> [ABOUT THIS TASK]
Report how many lines of the listing contain the string "derive", with no other words.

__________

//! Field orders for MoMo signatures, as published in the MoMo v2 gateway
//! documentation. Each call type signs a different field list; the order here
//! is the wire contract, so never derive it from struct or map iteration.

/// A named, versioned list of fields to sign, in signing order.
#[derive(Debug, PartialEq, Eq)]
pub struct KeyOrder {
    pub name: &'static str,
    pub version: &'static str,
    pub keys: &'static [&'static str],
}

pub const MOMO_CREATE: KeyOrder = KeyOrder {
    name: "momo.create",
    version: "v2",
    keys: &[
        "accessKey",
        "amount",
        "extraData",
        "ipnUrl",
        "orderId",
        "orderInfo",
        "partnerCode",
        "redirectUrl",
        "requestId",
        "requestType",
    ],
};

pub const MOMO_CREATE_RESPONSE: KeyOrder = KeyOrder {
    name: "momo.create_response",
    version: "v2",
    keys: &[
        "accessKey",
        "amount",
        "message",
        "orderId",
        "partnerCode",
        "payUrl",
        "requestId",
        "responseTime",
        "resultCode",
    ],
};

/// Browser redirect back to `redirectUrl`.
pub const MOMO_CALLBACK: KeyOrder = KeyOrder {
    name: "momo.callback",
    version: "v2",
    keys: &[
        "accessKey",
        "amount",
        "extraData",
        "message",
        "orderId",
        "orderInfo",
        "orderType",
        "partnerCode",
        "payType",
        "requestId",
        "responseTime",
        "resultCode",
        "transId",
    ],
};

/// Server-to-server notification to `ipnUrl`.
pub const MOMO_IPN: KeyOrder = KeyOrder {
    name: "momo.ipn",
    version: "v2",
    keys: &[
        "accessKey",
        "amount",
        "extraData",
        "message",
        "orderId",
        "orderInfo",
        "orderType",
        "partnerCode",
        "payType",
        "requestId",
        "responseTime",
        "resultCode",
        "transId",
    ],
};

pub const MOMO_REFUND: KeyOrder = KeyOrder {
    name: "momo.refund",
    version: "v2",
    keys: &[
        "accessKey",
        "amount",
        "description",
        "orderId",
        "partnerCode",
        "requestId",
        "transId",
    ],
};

__________

> [RESULT]
2